BRIEF.
A single number is the whole answer: the count of lines in these entries that hold "auth".

Segment Start: AVAILABLE DATA

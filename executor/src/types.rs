//! Common types and the runner abstraction used by tickets.

use std::io;
use std::path::PathBuf;
use std::process::ExitStatus;
use std::time::Duration;

use async_trait::async_trait;
use thiserror::Error;

/// Anything able to turn a rendered configuration into a report.
///
/// Implementations block the caller for the whole run; the dispatcher relies
/// on that to keep at most one simulation in flight.
#[async_trait]
pub trait SimulationRunner: Send + Sync {
    async fn run(&self, config: &str, enable_scaling: bool) -> Result<RunOutput, RunError>;
}

/// What a successful run produced.
#[derive(Debug, Clone, PartialEq, Eq)]
pub struct RunOutput {
    /// Full contents of the report file.
    pub report: String,
    /// Captured standard output of the simulator, when log capture is on.
    pub log: Option<String>,
}

#[derive(Debug, Error)]
pub enum RunError {
    #[error("Execution timed out after {0:?}")]
    Timeout(Duration),

    #[error("failed to launch {}: {source}", executable.display())]
    Spawn {
        executable: PathBuf,
        #[source]
        source: io::Error,
    },

    #[error("simulation exited unsuccessfully ({0})")]
    ExitStatus(ExitStatus),

    #[error("simulation finished without writing a report")]
    MissingReport,

    #[error("{0}")]
    Io(#[from] io::Error),
}

#[derive(Clone, Debug)]
pub struct RunnerConfig {
    /// Path of the simulator executable.
    pub executable: PathBuf,

    /// Directory that receives the input, report and log files of a run.
    /// The simulator is started with this as its working directory.
    pub work_dir: PathBuf,

    /// Wall clock limit for a run without scale factors.
    pub run_timeout: Duration,

    /// Wall clock limit when scale factors are calculated. Each scaled stat
    /// costs roughly another full run, so this is much larger.
    pub scaling_timeout: Duration,

    /// Redirect the simulator's stdout to a log file and return it.
    pub capture_logs: bool,
}

impl RunnerConfig {
    pub fn new(executable: impl Into<PathBuf>) -> Self {
        Self {
            executable: executable.into(),
            work_dir: std::env::temp_dir(),
            run_timeout: Duration::from_secs(60),
            scaling_timeout: Duration::from_secs(600),
            capture_logs: true,
        }
    }

    pub fn timeout_for(&self, enable_scaling: bool) -> Duration {
        if enable_scaling {
            self.scaling_timeout
        } else {
            self.run_timeout
        }
    }
}
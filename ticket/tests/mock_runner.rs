use std::io;
use std::sync::Arc;
use std::time::Duration;

use async_trait::async_trait;
use parking_lot::Mutex;

use executor::{RunError, RunOutput, SimulationRunner};

#[derive(Clone)]
pub enum Behavior {
    Report { report: String, log: Option<String> },
    Timeout,
    IoError(String),
}

/// Records every call and answers with a canned outcome.
pub struct MockRunner {
    behavior: Behavior,
    pub calls: Mutex<Vec<(String, bool)>>,
    pub trace: Arc<Mutex<Vec<&'static str>>>,
}

impl MockRunner {
    pub fn new(behavior: Behavior) -> Self {
        Self {
            behavior,
            calls: Mutex::new(Vec::new()),
            trace: Arc::new(Mutex::new(Vec::new())),
        }
    }

    pub fn report(report: &str) -> Self {
        Self::new(Behavior::Report {
            report: report.to_string(),
            log: None,
        })
    }
}

#[async_trait]
impl SimulationRunner for MockRunner {
    async fn run(&self, config: &str, enable_scaling: bool) -> Result<RunOutput, RunError> {
        self.calls.lock().push((config.to_string(), enable_scaling));
        self.trace.lock().push("run");

        match &self.behavior {
            Behavior::Report { report, log } => Ok(RunOutput {
                report: report.clone(),
                log: log.clone(),
            }),
            Behavior::Timeout => Err(RunError::Timeout(Duration::from_secs(60))),
            Behavior::IoError(msg) => Err(RunError::Io(io::Error::other(msg.clone()))),
        }
    }
}
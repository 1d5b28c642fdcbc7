//! Renders the simulator input file for a [`SimulationInput`].
//!
//! The directive set and order are fixed; only the fight style, bloodlust
//! override, scaling block, sanitized profile and target count vary.

use crate::models::SimulationInput;

/// Stats the simulator computes scale factors for when scaling is enabled.
pub const SCALE_STATS: &str = "str,agi,int,crit,haste,mastery,vers";

pub fn render_config(input: &SimulationInput) -> String {
    let mut out = String::new();

    push_line(&mut out, "item_db_source=local");
    push_line(&mut out, "target_error=0");
    push_line(&mut out, "iterations=0");
    push_line(&mut out, "default_world_lag=0.1");
    push_line(&mut out, "max_time=300");
    push_line(&mut out, "vary_combat_length=0.2");
    push_line(&mut out, &format!("fight_style={}", input.fight_style()));
    push_line(&mut out, "tmi_window_global=6");
    push_line(&mut out, "target_level+=3");
    push_line(&mut out, "target_race=Humanoid");
    push_line(&mut out, "optimal_raid=0");
    push_line(
        &mut out,
        &format!("override.bloodlust={}", u8::from(input.enable_bloodlust())),
    );
    push_line(&mut out, "override.bleeding=1");
    push_line(&mut out, "override.mortal_wounds=1");
    push_line(&mut out, "threads=4");
    push_line(&mut out, "process_priority=Low");
    if input.enable_scaling() {
        push_line(&mut out, "calculate_scale_factors=1");
        push_line(&mut out, &format!("scale_only={SCALE_STATS}"));
    }
    push_line(&mut out, "statistics_level=1");
    push_line(&mut out, "");

    for line in input.profile() {
        push_line(&mut out, line);
    }

    push_line(&mut out, "");
    push_line(
        &mut out,
        &format!("desired_targets={}", input.number_of_enemies()),
    );
    push_line(&mut out, "dps_plot_stat=none");

    out
}

fn push_line(out: &mut String, line: &str) {
    out.push_str(line);
    out.push('\n');
}

#[cfg(test)]
mod tests {
    use super::*;
    use crate::models::FightStyle;

    const PROFILE: &str = "priest=\"Anduin\"\nlevel=60\nrace=human\nspec=shadow\niterations=9999\n";

    #[test]
    fn renders_exact_text_without_scaling() {
        let input = SimulationInput::new(PROFILE)
            .with_fight_style(FightStyle::HecticAddCleave)
            .with_bloodlust(false)
            .with_number_of_enemies(3)
            .unwrap();

        let expected = "\
item_db_source=local
target_error=0
iterations=0
default_world_lag=0.1
max_time=300
vary_combat_length=0.2
fight_style=HecticAddCleave
tmi_window_global=6
target_level+=3
target_race=Humanoid
optimal_raid=0
override.bloodlust=0
override.bleeding=1
override.mortal_wounds=1
threads=4
process_priority=Low
statistics_level=1

priest=\"Anduin\"
level=60
race=human
spec=shadow

desired_targets=3
dps_plot_stat=none
";
        assert_eq!(render_config(&input), expected);
    }

    #[test]
    fn scaling_block_sits_before_statistics_level() {
        let input = SimulationInput::new(PROFILE).with_scaling(true);
        let config = render_config(&input);

        assert_eq!(config.matches("calculate_scale_factors=1").count(), 1);
        assert!(config.contains(
            "process_priority=Low\ncalculate_scale_factors=1\nscale_only=str,agi,int,crit,haste,mastery,vers\nstatistics_level=1\n"
        ));
        assert!(config.contains("override.bloodlust=1\n"));
    }

    #[test]
    fn scaling_disabled_never_requests_scale_factors() {
        for style in FightStyle::ALL {
            let input = SimulationInput::new(PROFILE).with_fight_style(style);
            let config = render_config(&input);
            assert!(!config.contains("calculate_scale_factors"));
            assert!(config.contains(&format!("fight_style={}\n", style.display_name())));
        }
    }

    #[test]
    fn directives_hidden_behind_carriage_returns_are_dropped() {
        let input = SimulationInput::new("priest=x\rthreads=64\riterations=100000");
        let config = render_config(&input);

        assert!(!config.contains('\r'));
        assert!(!config.contains("threads=64"));
        assert!(!config.contains("iterations=100000"));
        assert!(config.contains("\n\npriest=x\n\ndesired_targets=1\n"));
    }

    #[test]
    fn empty_profile_keeps_the_separator_lines() {
        let config = render_config(&SimulationInput::new(""));
        assert!(config.ends_with("statistics_level=1\n\n\ndesired_targets=1\ndps_plot_stat=none\n"));
    }
}
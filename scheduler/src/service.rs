use std::sync::Arc;
use std::time::Duration;

use tokio::task::JoinHandle;
use tokio_util::sync::CancellationToken;

use corelib::{RequestId, SimulationInput, TicketEvent};
use executor::SimulationRunner;
use ticket::TicketEvents;

use crate::engine::Dispatcher;
use crate::queue::JobQueue;
use crate::registry::{QueueBroadcaster, TicketRegistry};
use crate::types::Admission;

pub const JOB_NOT_FOUND: &str =
    "Simulation job not found. This is a backend problem; please check back later.";

/// Entry point for request handlers: submit inputs, attach subscribers and
/// start the dispatcher that drains the queue.
pub struct SimulationService {
    registry: TicketRegistry,
    queue: Arc<JobQueue>,
    broadcaster: Arc<QueueBroadcaster>,
}

impl SimulationService {
    pub fn new(queue_capacity: usize) -> Self {
        let registry = TicketRegistry::new();
        Self {
            broadcaster: Arc::new(QueueBroadcaster::new(registry.clone())),
            registry,
            queue: Arc::new(JobQueue::new(queue_capacity)),
        }
    }

    /// Queue a new simulation. A rejected admission has already emitted its
    /// error event; subscribe through the returned ticket to read it.
    pub fn submit(&self, input: SimulationInput) -> Admission {
        self.registry
            .admit(input, &self.queue, self.broadcaster.clone())
    }

    /// Attach to a live ticket's event stream.
    ///
    /// Unknown ids, finished tickets and tickets whose stream was already
    /// taken all get a stream holding a single not-found error.
    pub fn subscribe(&self, request_id: &RequestId) -> TicketEvents {
        self.registry
            .get(request_id)
            .and_then(|ticket| ticket.subscribe())
            .unwrap_or_else(|| TicketEvents::single(*request_id, TicketEvent::error(JOB_NOT_FOUND)))
    }

    pub fn dispatcher(&self, runner: Arc<dyn SimulationRunner>, interval: Duration) -> Dispatcher {
        Dispatcher::new(self.queue.clone(), runner, interval)
    }

    /// Spawn the dispatcher loop; it stops when `cancel` fires.
    pub fn start(
        &self,
        runner: Arc<dyn SimulationRunner>,
        interval: Duration,
        cancel: CancellationToken,
    ) -> JoinHandle<()> {
        self.dispatcher(runner, interval).spawn(cancel)
    }

    pub fn registry(&self) -> &TicketRegistry {
        &self.registry
    }

    pub fn queue(&self) -> &JobQueue {
        &self.queue
    }
}
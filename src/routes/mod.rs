use actix_web::web;

pub mod ai;
pub mod announcements;
pub mod assets;
pub mod attendance;
pub mod auth;
pub mod employees;
pub mod holidays;
pub mod invoices;
pub mod leave;

pub fn configure(cfg: &mut web::ServiceConfig) {
    cfg.service(
        web::scope("/api/v1")
            .configure(auth::configure)
            .configure(employees::configure)
            .configure(leave::configure)
            .configure(attendance::configure)
            .configure(announcements::configure)
            .configure(invoices::configure)
            .configure(assets::configure)
            .configure(ai::configure)
            .configure(holidays::configure),
    );
}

Segment End: AVAILABLE DATA

EXERCISE OUTPUT.
2